"""

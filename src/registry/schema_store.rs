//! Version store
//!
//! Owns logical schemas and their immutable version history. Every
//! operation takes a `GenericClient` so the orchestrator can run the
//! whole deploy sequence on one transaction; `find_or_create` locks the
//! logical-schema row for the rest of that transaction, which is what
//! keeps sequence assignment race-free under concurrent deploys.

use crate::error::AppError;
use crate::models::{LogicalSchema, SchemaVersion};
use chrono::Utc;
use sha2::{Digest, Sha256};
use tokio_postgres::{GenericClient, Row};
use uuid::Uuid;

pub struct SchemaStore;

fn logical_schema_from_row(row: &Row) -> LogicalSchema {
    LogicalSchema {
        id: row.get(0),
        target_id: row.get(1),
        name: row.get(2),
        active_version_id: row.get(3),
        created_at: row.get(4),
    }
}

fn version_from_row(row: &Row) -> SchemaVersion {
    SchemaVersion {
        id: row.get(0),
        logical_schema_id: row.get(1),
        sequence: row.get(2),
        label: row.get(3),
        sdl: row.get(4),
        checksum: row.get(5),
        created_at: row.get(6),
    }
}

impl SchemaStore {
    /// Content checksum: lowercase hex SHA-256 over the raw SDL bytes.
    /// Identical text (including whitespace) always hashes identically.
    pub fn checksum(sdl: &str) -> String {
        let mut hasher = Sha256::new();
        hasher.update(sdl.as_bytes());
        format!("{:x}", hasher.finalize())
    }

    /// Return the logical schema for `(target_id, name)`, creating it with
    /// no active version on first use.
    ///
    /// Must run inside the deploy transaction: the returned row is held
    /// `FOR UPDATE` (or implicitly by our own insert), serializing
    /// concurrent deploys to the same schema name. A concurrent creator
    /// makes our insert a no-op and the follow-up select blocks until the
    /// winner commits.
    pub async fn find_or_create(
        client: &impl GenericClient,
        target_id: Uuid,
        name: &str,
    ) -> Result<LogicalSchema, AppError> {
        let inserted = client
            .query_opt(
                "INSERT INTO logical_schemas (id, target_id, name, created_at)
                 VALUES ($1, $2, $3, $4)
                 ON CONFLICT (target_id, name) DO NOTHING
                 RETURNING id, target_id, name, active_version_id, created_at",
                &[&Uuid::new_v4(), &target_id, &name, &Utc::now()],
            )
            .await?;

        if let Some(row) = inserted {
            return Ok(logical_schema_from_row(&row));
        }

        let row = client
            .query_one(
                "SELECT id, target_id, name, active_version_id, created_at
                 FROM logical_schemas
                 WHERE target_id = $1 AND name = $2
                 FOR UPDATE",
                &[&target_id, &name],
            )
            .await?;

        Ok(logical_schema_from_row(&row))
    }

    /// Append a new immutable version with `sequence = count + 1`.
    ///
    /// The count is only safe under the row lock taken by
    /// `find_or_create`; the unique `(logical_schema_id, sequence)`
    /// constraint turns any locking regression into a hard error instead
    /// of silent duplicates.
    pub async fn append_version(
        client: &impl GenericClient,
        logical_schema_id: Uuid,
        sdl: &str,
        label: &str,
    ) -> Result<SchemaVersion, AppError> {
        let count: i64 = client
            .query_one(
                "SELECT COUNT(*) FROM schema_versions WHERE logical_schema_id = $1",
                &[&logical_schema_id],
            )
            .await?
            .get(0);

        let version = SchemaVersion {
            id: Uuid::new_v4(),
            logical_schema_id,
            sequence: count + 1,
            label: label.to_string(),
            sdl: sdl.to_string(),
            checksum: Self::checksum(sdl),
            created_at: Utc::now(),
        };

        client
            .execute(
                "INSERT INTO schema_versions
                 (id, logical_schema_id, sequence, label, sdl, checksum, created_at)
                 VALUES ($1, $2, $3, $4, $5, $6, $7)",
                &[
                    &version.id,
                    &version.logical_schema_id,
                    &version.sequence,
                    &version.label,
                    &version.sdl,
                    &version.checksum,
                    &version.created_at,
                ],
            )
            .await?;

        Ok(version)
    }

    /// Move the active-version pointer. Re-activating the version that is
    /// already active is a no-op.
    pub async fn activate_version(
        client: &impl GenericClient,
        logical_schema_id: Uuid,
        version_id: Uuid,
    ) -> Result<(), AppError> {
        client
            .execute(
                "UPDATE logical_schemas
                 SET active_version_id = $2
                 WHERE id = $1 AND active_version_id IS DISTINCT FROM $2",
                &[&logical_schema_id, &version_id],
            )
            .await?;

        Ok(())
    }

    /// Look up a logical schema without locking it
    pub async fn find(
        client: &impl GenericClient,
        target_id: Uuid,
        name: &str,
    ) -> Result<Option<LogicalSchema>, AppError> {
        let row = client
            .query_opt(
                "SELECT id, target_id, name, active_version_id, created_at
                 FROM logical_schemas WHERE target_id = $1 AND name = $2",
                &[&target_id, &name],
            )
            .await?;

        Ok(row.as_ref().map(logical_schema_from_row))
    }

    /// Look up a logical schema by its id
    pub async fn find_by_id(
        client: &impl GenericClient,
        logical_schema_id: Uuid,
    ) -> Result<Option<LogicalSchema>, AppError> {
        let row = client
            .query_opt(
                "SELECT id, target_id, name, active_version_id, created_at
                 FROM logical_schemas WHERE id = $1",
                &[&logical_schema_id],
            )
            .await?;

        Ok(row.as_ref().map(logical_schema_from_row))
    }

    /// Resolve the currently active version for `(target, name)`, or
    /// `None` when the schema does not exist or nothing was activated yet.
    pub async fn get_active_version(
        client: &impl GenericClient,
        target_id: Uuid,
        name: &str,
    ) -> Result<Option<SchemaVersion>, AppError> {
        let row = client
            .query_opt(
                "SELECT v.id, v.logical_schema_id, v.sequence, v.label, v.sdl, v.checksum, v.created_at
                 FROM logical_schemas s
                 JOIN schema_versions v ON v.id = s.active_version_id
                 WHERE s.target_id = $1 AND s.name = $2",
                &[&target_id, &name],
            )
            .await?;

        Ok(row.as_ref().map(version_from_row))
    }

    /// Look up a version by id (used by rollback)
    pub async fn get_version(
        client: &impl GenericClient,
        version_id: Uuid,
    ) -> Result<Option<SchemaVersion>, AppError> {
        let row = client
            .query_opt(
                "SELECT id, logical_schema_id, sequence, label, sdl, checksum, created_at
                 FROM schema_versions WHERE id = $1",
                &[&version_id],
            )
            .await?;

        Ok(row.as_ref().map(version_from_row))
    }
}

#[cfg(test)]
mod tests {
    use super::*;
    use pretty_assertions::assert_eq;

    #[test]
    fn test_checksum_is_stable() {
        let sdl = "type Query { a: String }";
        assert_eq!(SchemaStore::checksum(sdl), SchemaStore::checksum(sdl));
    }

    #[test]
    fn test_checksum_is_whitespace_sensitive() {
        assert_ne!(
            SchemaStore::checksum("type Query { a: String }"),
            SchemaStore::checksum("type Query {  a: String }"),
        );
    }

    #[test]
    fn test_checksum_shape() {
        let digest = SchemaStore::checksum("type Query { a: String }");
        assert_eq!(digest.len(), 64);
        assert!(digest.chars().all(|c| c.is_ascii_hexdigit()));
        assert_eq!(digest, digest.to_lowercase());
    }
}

"""
"""

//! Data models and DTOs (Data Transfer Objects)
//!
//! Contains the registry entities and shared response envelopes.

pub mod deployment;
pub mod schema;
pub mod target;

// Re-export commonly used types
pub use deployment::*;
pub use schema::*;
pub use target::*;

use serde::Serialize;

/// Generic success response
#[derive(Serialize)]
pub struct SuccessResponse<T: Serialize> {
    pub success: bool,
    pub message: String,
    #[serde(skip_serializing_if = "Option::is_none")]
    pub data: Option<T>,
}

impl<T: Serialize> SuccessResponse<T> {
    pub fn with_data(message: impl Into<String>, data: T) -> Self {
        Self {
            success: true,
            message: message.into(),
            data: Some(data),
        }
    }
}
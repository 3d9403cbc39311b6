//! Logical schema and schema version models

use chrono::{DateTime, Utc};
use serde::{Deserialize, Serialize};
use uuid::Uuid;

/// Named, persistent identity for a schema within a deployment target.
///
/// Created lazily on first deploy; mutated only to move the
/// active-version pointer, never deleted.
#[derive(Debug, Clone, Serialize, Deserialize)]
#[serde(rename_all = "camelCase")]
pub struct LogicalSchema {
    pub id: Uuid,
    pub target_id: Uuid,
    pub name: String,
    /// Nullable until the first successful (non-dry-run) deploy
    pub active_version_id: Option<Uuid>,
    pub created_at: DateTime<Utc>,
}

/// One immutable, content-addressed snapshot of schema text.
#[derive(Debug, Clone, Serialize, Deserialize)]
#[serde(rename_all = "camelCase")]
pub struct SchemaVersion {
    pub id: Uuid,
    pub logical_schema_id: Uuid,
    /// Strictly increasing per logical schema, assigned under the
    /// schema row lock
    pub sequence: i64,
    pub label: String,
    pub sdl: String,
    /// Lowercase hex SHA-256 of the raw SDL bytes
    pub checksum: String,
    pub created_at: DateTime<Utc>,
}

"""
"""

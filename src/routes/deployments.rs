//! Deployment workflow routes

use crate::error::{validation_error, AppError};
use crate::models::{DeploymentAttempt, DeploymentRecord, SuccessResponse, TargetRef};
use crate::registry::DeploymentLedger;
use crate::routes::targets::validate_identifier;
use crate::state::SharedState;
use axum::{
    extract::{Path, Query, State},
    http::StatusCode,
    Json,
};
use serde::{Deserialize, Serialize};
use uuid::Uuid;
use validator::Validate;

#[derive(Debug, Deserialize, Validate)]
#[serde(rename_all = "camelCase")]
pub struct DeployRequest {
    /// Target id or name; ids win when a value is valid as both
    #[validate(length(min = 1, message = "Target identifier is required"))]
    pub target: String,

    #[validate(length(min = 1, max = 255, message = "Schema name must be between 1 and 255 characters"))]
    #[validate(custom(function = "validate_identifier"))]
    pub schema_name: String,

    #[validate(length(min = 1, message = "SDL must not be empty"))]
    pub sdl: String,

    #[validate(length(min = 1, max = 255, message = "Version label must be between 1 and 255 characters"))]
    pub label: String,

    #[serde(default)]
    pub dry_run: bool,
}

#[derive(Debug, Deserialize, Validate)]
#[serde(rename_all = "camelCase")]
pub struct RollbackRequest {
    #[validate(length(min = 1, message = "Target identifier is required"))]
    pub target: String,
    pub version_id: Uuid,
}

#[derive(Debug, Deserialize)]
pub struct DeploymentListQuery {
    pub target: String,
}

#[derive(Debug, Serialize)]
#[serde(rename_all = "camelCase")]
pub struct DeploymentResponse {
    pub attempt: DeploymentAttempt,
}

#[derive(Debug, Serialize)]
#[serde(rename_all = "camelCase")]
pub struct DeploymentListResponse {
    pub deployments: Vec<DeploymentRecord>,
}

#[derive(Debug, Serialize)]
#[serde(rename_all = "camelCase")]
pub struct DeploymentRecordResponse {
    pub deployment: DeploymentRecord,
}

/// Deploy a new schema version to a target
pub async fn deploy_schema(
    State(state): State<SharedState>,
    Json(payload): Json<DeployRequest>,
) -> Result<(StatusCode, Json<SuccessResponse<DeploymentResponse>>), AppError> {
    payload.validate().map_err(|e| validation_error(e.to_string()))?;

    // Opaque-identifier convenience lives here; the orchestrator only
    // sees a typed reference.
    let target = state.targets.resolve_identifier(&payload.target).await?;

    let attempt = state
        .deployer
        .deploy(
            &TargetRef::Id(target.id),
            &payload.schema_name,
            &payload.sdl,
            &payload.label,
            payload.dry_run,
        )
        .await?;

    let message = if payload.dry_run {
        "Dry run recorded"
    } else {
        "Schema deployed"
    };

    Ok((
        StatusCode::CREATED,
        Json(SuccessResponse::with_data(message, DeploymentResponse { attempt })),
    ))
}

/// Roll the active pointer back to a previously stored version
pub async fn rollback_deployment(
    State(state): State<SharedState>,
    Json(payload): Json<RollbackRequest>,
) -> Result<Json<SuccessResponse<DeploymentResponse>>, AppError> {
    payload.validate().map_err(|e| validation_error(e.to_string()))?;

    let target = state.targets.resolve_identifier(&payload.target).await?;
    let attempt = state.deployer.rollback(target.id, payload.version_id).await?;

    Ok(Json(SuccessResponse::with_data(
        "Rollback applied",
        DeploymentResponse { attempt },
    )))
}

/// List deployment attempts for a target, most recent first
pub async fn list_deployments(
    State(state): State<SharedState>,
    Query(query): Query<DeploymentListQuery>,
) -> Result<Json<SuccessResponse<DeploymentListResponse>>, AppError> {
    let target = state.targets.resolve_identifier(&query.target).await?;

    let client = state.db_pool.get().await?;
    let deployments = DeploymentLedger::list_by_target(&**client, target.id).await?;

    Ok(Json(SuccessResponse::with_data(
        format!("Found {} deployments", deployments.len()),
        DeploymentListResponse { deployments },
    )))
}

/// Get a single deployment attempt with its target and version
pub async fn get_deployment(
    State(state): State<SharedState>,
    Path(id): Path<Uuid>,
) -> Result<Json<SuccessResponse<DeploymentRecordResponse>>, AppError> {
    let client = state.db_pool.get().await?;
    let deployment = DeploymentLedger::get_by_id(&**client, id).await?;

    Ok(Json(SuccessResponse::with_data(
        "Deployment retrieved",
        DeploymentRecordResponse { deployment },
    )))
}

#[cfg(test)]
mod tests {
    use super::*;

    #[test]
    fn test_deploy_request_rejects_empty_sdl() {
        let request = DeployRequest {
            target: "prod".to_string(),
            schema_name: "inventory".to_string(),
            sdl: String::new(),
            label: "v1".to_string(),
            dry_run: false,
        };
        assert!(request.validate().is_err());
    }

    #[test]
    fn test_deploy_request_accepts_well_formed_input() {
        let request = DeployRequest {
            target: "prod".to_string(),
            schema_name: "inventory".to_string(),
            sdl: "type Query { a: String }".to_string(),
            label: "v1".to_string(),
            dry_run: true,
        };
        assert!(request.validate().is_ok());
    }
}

"""

WHAT IS NEEDED:
Count of lines holding the string "chrono": please work it out for the entries above and give the number alone.

RESPONSE BELOW:
2